Maybe create your own UDF making use of a regular expression. Perhaps something like:

Public Function RegexExtract(str, pat, Optional gFlag As Boolean = False, Optional pos As Integer = 0, Optional cse as Boolean = True) As String

Static RE As Object: If RE Is Nothing Then Set RE = CreateObject("vbscript.regexp")

RE.Pattern = pat
RE.Global = gFlag
RE.IgnoreCase = cse

If RE.Test(str) Then
    RegexExtract = RE.Execute(str)(pos)
Else
    RegexExtract = vbNullString
End If

End Function

Note that I created an optional global flag that is false by default which should just pull the very 1st hit in a cell. The optional pos variable is there to return a certain match in case you wish the somehow return other numbers when you set the global flag to true. Also note the use of a case flag set to true to match case-insensitive by default.

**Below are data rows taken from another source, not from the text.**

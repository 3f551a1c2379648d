//! Device configuration.
//!
//! [`DeviceConfig`] is what a front end collects before a client exists:
//! the player's host plus optional transport tuning and IR code overrides.

use std::collections::BTreeMap;
use std::time::Duration;

use reqwest::Client;
use serde::{Deserialize, Serialize};

use crate::device::{IrCodeMap, RVolutionClient};
use crate::error::{ClientError, ClientResult};
use crate::protocol_constants::REQUEST_TIMEOUT_SECS;

/// Configuration for one R_volution player.
///
/// All fields except `host` have sensible defaults.
#[derive(Debug, Serialize, Deserialize, Clone, PartialEq, Eq)]
#[serde(default)]
pub struct DeviceConfig {
    /// Player host name or IP address, optionally with a port.
    pub host: String,

    /// Per-request timeout (seconds).
    pub timeout_secs: u64,

    /// Operation → IR code entries added to (or replacing) the default table.
    pub ir_codes: BTreeMap<String, String>,
}

impl Default for DeviceConfig {
    fn default() -> Self {
        Self {
            host: String::new(),
            timeout_secs: REQUEST_TIMEOUT_SECS,
            ir_codes: BTreeMap::new(),
        }
    }
}

impl DeviceConfig {
    /// Creates a configuration for `host` with default settings.
    #[must_use]
    pub fn new(host: impl Into<String>) -> Self {
        Self {
            host: host.into(),
            ..Self::default()
        }
    }

    /// Validates the configuration values.
    ///
    /// # Errors
    ///
    /// Returns `ClientError::Configuration` if the host is missing or the
    /// timeout is zero.
    pub fn validate(&self) -> ClientResult<()> {
        if self.host.trim().is_empty() {
            return Err(ClientError::Configuration("host is required".to_string()));
        }
        if self.timeout_secs == 0 {
            return Err(ClientError::Configuration(
                "timeout_secs must be >= 1".to_string(),
            ));
        }
        Ok(())
    }

    /// Default IR code table with this configuration's overrides applied.
    #[must_use]
    pub fn ir_code_map(&self) -> IrCodeMap {
        IrCodeMap::default().with_codes(self.ir_codes.clone())
    }

    /// Builds a client from this configuration.
    ///
    /// # Arguments
    /// * `session` - Shared HTTP session, or `None` for a client-owned one
    ///
    /// # Errors
    ///
    /// Returns an error if validation fails or the session cannot be created.
    pub fn client(&self, session: Option<Client>) -> ClientResult<RVolutionClient> {
        self.validate()?;

        let mut builder = RVolutionClient::builder(self.host.as_str())
            .timeout(Duration::from_secs(self.timeout_secs))
            .ir_codes(self.ir_code_map());
        if let Some(session) = session {
            builder = builder.session(session);
        }
        builder.build()
    }
}

#[cfg(test)]
mod tests {
    use super::*;

    #[test]
    fn missing_host_fails_validation() {
        let err = DeviceConfig::default().validate().unwrap_err();
        assert!(matches!(err, ClientError::Configuration(ref msg) if msg.contains("host")));
        assert!(DeviceConfig::new("   ").validate().is_err());
    }

    #[test]
    fn zero_timeout_fails_validation() {
        let config = DeviceConfig {
            timeout_secs: 0,
            ..DeviceConfig::new("192.168.1.50")
        };
        assert!(config.validate().is_err());
    }

    #[test]
    fn deserializes_with_defaults() {
        let config: DeviceConfig = serde_json::from_str(r#"{"host": "192.168.1.50"}"#).unwrap();
        assert_eq!(config, DeviceConfig::new("192.168.1.50"));
        assert_eq!(config.timeout_secs, 10);
    }

    #[test]
    fn overrides_apply_on_top_of_defaults() {
        let config: DeviceConfig = serde_json::from_str(
            r#"{"host": "player.local", "ir_codes": {"play": "IR_PLAY", "volume": "IR_VOL"}}"#,
        )
        .unwrap();
        let map = config.ir_code_map();

        assert_eq!(map.translate("play"), "IR_PLAY");
        assert_eq!(map.translate("volume"), "IR_VOL");
        assert_eq!(map.translate("stop"), "BF40BF00");
    }

    #[test]
    fn builds_client_from_config() {
        let config = DeviceConfig {
            timeout_secs: 3,
            ..DeviceConfig::new("192.168.1.50")
        };
        let client = config.client(Some(Client::new())).unwrap();

        assert_eq!(client.base_url(), "http://192.168.1.50/cgi-bin/do");
        assert_eq!(client.timeout(), Duration::from_secs(3));
        assert!(DeviceConfig::default().client(None).is_err());
    }
}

You can call the above like:

=IFERROR(--RegexExtract(A1,"\b\d\d?(?!\d)(?=\s*(?:""|''|in(?:ch)?\b)?)"),"")

The pattern used stands for:

  • \b\d\d? - A word-boundary with 1 digit and a 2nd optional one;
  • (?!\d) - A negative lookahead to assert no more digits;
  • (?=\s*(?:"|''|in(?:ch)?\b)?) - A positive lookahead to assert position is followed by 0+ (greedy) whitespace characters and:
    • " - A double quote, or;
    • '' - Two single quotes, or;
    • in(?:ch)?\b - Literally 'in' followed by optional 'ch' and a word-boundary to confirm the letters are not part of a larger substring to prevent false positives.

EDIT1:

As per OP's comments below; there are case where there could be a number of interest that is not at the 1st position. Since OP allows for a number without inches to also be matched, the addition here is to include a negative lookahead that will assert that there is no 2nd occurence of the valid pattern:

\b\d\d?(?!\d|.*\b\d+\s*(?:""|''|in(?:ch)?\b))(?=\s*(?:""|''|in(?:ch)?\b)?)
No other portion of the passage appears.